§ Prompt
Exactly as written, output each of the entries below.

§ Data for this exercise

____

//! Domain layer: the chart engine and its persistence format
//!
//! This layer is independent of external concerns (no I/O, no CLI, no config loading).

pub mod arena;
pub mod chart;
pub mod codec;
pub mod entities;
pub mod error;

pub use arena::{NodeId, TreeArena, TreeNode};
pub use chart::{ChartResult, Fired, Hired, OrgChart, INDENT};
pub use codec::{decode, encode, CodecError, CodecResult};
pub use entities::*;
pub use error::DomainError;
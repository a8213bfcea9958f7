//! Shared test setup: one global tracing subscriber per test process.

use std::sync::Once;

use tracing::{debug, info};
use tracing_subscriber::{
    fmt::{self, format::FmtSpan},
    prelude::*,
    EnvFilter,
};

static TEST_SETUP: Once = Once::new();

/// Install the test subscriber. `RUST_LOG` wins, otherwise everything at trace.
pub fn init_test_setup() {
    TEST_SETUP.call_once(|| {
        setup_test_logging();
        info!("Test Setup complete");
    });
}

fn setup_test_logging() {
    let env_filter = EnvFilter::try_from_default_env().unwrap_or_else(|_| EnvFilter::new("trace"));

    let subscriber = tracing_subscriber::registry().with(
        fmt::layer()
            .with_test_writer()
            .with_target(true)
            .with_thread_names(false)
            .with_span_events(FmtSpan::CLOSE)
            .with_filter(env_filter),
    );

    if tracing::dispatcher::has_been_set() {
        debug!("Tracing subscriber already set");
    } else {
        subscriber.try_init().unwrap_or_else(|e| {
            eprintln!("Error: Failed to set up logging: {}", e);
        });
    }
}
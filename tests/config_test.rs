//! Integration tests for layered Settings loading
//!
//! Every test passes an explicit config file so a global config on the host
//! never leaks in. Environment overrides are process wide, so everything
//! touching `ORGCHART_*` lives in a single test.

use std::fs;
use std::path::PathBuf;

use tempfile::TempDir;

use orgchart::application::ApplicationError;
use orgchart::config::{Settings, DEFAULT_DATA_FILE};

#[test]
fn given_missing_explicit_config_when_loading_then_returns_config_error() {
    let dir = TempDir::new().unwrap();
    let path = dir.path().join("absent.toml");

    let err = Settings::load(Some(&path)).unwrap_err();

    match err {
        ApplicationError::Config { message } => {
            assert!(message.contains("config file not found"), "message: {message}")
        }
        other => panic!("unexpected error: {other:?}"),
    }
}

#[test]
fn given_invalid_toml_when_loading_then_reports_parse_failure() {
    let dir = TempDir::new().unwrap();
    let path = dir.path().join("orgchart.toml");
    fs::write(&path, "company_name = [unterminated").unwrap();

    let err = Settings::load(Some(&path)).unwrap_err();

    assert!(matches!(err, ApplicationError::Config { ref message } if message.starts_with("parse")));
}

#[test]
fn given_config_file_and_env_overrides_when_loading_then_applies_layers_in_order() {
    let dir = TempDir::new().unwrap();
    let path = dir.path().join("orgchart.toml");

    // File layer only sets the company, data file keeps its default
    fs::write(&path, "company_name = \"Acme Corp\"\n").unwrap();
    let settings = Settings::load(Some(&path)).unwrap();
    assert_eq!(settings.company_name, "Acme Corp");
    assert_eq!(settings.data_file, PathBuf::from(DEFAULT_DATA_FILE));

    // Variables in the data file path are expanded
    std::env::set_var("CHART_TEST_DIR", "/var/charts");
    fs::write(
        &path,
        "company_name = \"Acme Corp\"\ndata_file = \"$CHART_TEST_DIR/acme.txt\"\n",
    )
    .unwrap();
    let settings = Settings::load(Some(&path)).unwrap();
    assert_eq!(settings.data_file, PathBuf::from("/var/charts/acme.txt"));

    // Environment wins over the file
    std::env::set_var("ORGCHART_COMPANY_NAME", "Env Corp");
    std::env::set_var("ORGCHART_DATA_FILE", "/tmp/env_chart.txt");
    let settings = Settings::load(Some(&path));
    std::env::remove_var("ORGCHART_COMPANY_NAME");
    std::env::remove_var("ORGCHART_DATA_FILE");
    std::env::remove_var("CHART_TEST_DIR");

    let settings = settings.unwrap();
    assert_eq!(settings.company_name, "Env Corp");
    assert_eq!(settings.data_file, PathBuf::from("/tmp/env_chart.txt"));
}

____

§ Reply
//! Domain layer: the chart engine and its persistence format
//!
//! This layer is independent of external concerns (no I/O, no CLI, no config loading).

pub mod arena;
pub mod chart;
pub mod codec;
pub mod entities;
pub mod error;

pub use arena::{NodeId, TreeArena, TreeNode};
pub use chart::{ChartResult, Fired, Hired, OrgChart, INDENT};
pub use codec::{decode, encode, CodecError, CodecResult};
pub use entities::*;
pub use error::DomainError;
repository a8213bfcea9958f7
//! Shared test setup: one global tracing subscriber per test process.

use std::sync::Once;

use tracing::{debug, info};
use tracing_subscriber::{
    fmt::{self, format::FmtSpan},
    prelude::*,
    EnvFilter,
};

static TEST_SETUP: Once = Once::new();

/// Install the test subscriber. `RUST_LOG` wins, otherwise everything at trace.
pub fn init_test_setup() {
    TEST_SETUP.call_once(|| {
        setup_test_logging();
        info!("Test Setup complete");
    });
}

fn setup_test_logging() {
    let env_filter = EnvFilter::try_from_default_env().unwrap_or_else(|_| EnvFilter::new("trace"));

    let subscriber = tracing_subscriber::registry().with(
        fmt::layer()
            .with_test_writer()
            .with_target(true)
            .with_thread_names(false)
            .with_span_events(FmtSpan::CLOSE)
            .with_filter(env_filter),
    );

    if tracing::dispatcher::has_been_set() {
        debug!("Tracing subscriber already set");
    } else {
        subscriber.try_init().unwrap_or_else(|e| {
            eprintln!("Error: Failed to set up logging: {}", e);
        });
    }
}
filename tests/config_test.rs
//! Integration tests for layered Settings loading
//!
//! Every test passes an explicit config file so a global config on the host
//! never leaks in. Environment overrides are process wide, so everything
//! touching `ORGCHART_*` lives in a single test.

use std::fs;
use std::path::PathBuf;

use tempfile::TempDir;

use orgchart::application::ApplicationError;
use orgchart::config::{Settings, DEFAULT_DATA_FILE};

#[test]
fn given_missing_explicit_config_when_loading_then_returns_config_error() {
    let dir = TempDir::new().unwrap();
    let path = dir.path().join("absent.toml");

    let err = Settings::load(Some(&path)).unwrap_err();

    match err {
        ApplicationError::Config { message } => {
            assert!(message.contains("config file not found"), "message: {message}")
        }
        other => panic!("unexpected error: {other:?}"),
    }
}

#[test]
fn given_invalid_toml_when_loading_then_reports_parse_failure() {
    let dir = TempDir::new().unwrap();
    let path = dir.path().join("orgchart.toml");
    fs::write(&path, "company_name = [unterminated").unwrap();

    let err = Settings::load(Some(&path)).unwrap_err();

    assert!(matches!(err, ApplicationError::Config { ref message } if message.starts_with("parse")));
}

#[test]
fn given_config_file_and_env_overrides_when_loading_then_applies_layers_in_order() {
    let dir = TempDir::new().unwrap();
    let path = dir.path().join("orgchart.toml");

    // File layer only sets the company, data file keeps its default
    fs::write(&path, "company_name = \"Acme Corp\"\n").unwrap();
    let settings = Settings::load(Some(&path)).unwrap();
    assert_eq!(settings.company_name, "Acme Corp");
    assert_eq!(settings.data_file, PathBuf::from(DEFAULT_DATA_FILE));

    // Variables in the data file path are expanded
    std::env::set_var("CHART_TEST_DIR", "/var/charts");
    fs::write(
        &path,
        "company_name = \"Acme Corp\"\ndata_file = \"$CHART_TEST_DIR/acme.txt\"\n",
    )
    .unwrap();
    let settings = Settings::load(Some(&path)).unwrap();
    assert_eq!(settings.data_file, PathBuf::from("/var/charts/acme.txt"));

    // Environment wins over the file
    std::env::set_var("ORGCHART_COMPANY_NAME", "Env Corp");
    std::env::set_var("ORGCHART_DATA_FILE", "/tmp/env_chart.txt");
    let settings = Settings::load(Some(&path));
    std::env::remove_var("ORGCHART_COMPANY_NAME");
    std::env::remove_var("ORGCHART_DATA_FILE");
    std::env::remove_var("CHART_TEST_DIR");

    let settings = settings.unwrap();
    assert_eq!(settings.company_name, "Env Corp");
    assert_eq!(settings.data_file, PathBuf::from("/tmp/env_chart.txt"));
}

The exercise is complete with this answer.